use serde::{Deserialize, Serialize};

use crate::config::{ChartConfiguration, LayoutTuning};
use crate::core::curve::{annular_sector, polar_point};
use crate::core::primitives::format_number;
use crate::core::{Bounds, DataRow, OrdinalScale, Point, partition_angles, rollup_by_category};
use crate::error::ChartResult;
use crate::layout::chrome::{
    LegendEntry, TEXT_COLOR, WHITE, fit_text, label_color_on, push_legend, tooltip,
};
use crate::layout::pie::resolve_inner_radius;
use crate::layout::required;
use crate::render::{CanvasLayerKind, Color, PathPrimitive, RenderFrame, TextHAlign, TextPrimitive};

const DEFAULT_INNER_FRACTION: f64 = 0.3;

#[derive(Debug, Clone, PartialEq, Serialize, Deserialize)]
pub struct SunburstArc {
    pub name: String,
    pub value: f64,
    /// Radians clockwise from 12 o'clock.
    pub start_angle: f64,
    pub end_angle: f64,
    pub color: Color,
    pub labeled: bool,
}

impl SunburstArc {
    #[must_use]
    pub fn sweep(&self) -> f64 {
        self.end_angle - self.start_angle
    }
}

#[derive(Debug, Clone, PartialEq, Serialize, Deserialize)]
pub struct SunburstGeometry {
    pub center: Point,
    pub inner_radius: f64,
    pub outer_radius: f64,
    pub total: f64,
    pub arcs: Vec<SunburstArc>,
}

pub fn compute_sunburst(
    config: &ChartConfiguration,
    rows: &[DataRow],
    plot: Bounds,
    tuning: &LayoutTuning,
) -> ChartResult<SunburstGeometry> {
    let category = required(config.category_field(), "categoryField")?;
    let value = required(config.value_field(), "valueField")?;

    let mut weights = rollup_by_category(rows, category, value);
    weights.retain(|weight| weight.value > 0.0);
    let outer_radius = (plot.width.min(plot.height) / 2.0 - 10.0).max(1.0);
    let inner_radius = resolve_inner_radius(config.inner_radius, outer_radius, DEFAULT_INNER_FRACTION);
    let total = weights.iter().map(|weight| weight.value).sum();
    let angles = partition_angles(&weights.iter().map(|weight| weight.value).collect::<Vec<_>>());
    let mut colors = OrdinalScale::new(config.palette());

    let arcs = weights
        .into_iter()
        .zip(angles)
        .map(|(weight, (start_angle, end_angle))| SunburstArc {
            color: colors.color(&weight.name),
            labeled: end_angle - start_angle >= tuning.sunburst_min_label_angle,
            name: weight.name,
            value: weight.value,
            start_angle,
            end_angle,
        })
        .collect();

    Ok(SunburstGeometry {
        center: plot.center(),
        inner_radius,
        outer_radius,
        total,
        arcs,
    })
}

pub fn append_sunburst_primitives(
    frame: &mut RenderFrame,
    geometry: &SunburstGeometry,
    config: &ChartConfiguration,
    tuning: &LayoutTuning,
) {
    let font = tuning.label_font_px;
    let band = geometry.outer_radius - geometry.inner_radius;
    for arc in &geometry.arcs {
        let outline = annular_sector(
            geometry.center,
            geometry.inner_radius,
            geometry.outer_radius,
            arc.start_angle,
            arc.end_angle,
        );
        frame.push_path(
            CanvasLayerKind::Series,
            PathPrimitive::filled(outline, arc.color)
                .with_stroke(1.0, WHITE)
                .with_tooltip(tooltip(config, || {
                    format!("{}: {}", arc.name, format_number(arc.value))
                })),
        );
        if !arc.labeled {
            continue;
        }
        let mid = (arc.start_angle + arc.end_angle) / 2.0;
        let anchor = polar_point(geometry.center, geometry.inner_radius + band / 2.0, mid);
        if let Some(label) = fit_text(&arc.name, font, band - 6.0) {
            frame.push_text(
                CanvasLayerKind::Overlay,
                TextPrimitive::new(
                    label,
                    anchor.x,
                    anchor.y + font * 0.35,
                    font,
                    label_color_on(arc.color),
                    TextHAlign::Center,
                ),
            );
        }
    }

    if geometry.inner_radius > font * 2.0 {
        frame.push_text(
            CanvasLayerKind::Overlay,
            TextPrimitive::new(
                format_number(geometry.total),
                geometry.center.x,
                geometry.center.y + tuning.title_font_px * 0.35,
                tuning.title_font_px,
                TEXT_COLOR,
                TextHAlign::Center,
            )
            .bold(),
        );
    }

    let entries: Vec<LegendEntry> = geometry
        .arcs
        .iter()
        .map(|arc| LegendEntry::new(arc.name.clone(), arc.color))
        .collect();
    push_legend(frame, config, tuning, &entries);
}

#[cfg(test)]
mod tests {
    use super::compute_sunburst;
    use crate::config::{ChartConfiguration, ChartType, LayoutTuning};
    use crate::core::{Bounds, DataRow};
    use approx::assert_abs_diff_eq;
    use std::f64::consts::TAU;

    #[test]
    fn arcs_partition_the_circle_and_small_ones_lose_labels() {
        let rows = vec![
            DataRow::new().with("k", "big").with("v", 99.0),
            DataRow::new().with("k", "tiny").with("v", 1.0),
        ];
        let config = ChartConfiguration::new(ChartType::Sunburst).with_category_value("k", "v");
        let geometry = compute_sunburst(
            &config,
            &rows,
            Bounds::new(0.0, 0.0, 220.0, 220.0),
            &LayoutTuning::default(),
        )
        .expect("sunburst");
        assert_abs_diff_eq!(geometry.outer_radius, 100.0, epsilon = 1e-9);
        assert_abs_diff_eq!(geometry.inner_radius, 30.0, epsilon = 1e-9);
        assert_abs_diff_eq!(geometry.arcs[1].end_angle, TAU, epsilon = 1e-12);
        assert!(geometry.arcs[0].labeled);
        assert!(!geometry.arcs[1].labeled);
        assert_eq!(geometry.total, 100.0);
    }
}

· · · · · · ·

Report all lines above with "epsilon".

* [TASK RESULT]:
        assert_abs_diff_eq!(geometry.outer_radius, 100.0, epsilon = 1e-9);
        assert_abs_diff_eq!(geometry.inner_radius, 30.0, epsilon = 1e-9);
        assert_abs_diff_eq!(geometry.arcs[1].end_angle, TAU, epsilon = 1e-12);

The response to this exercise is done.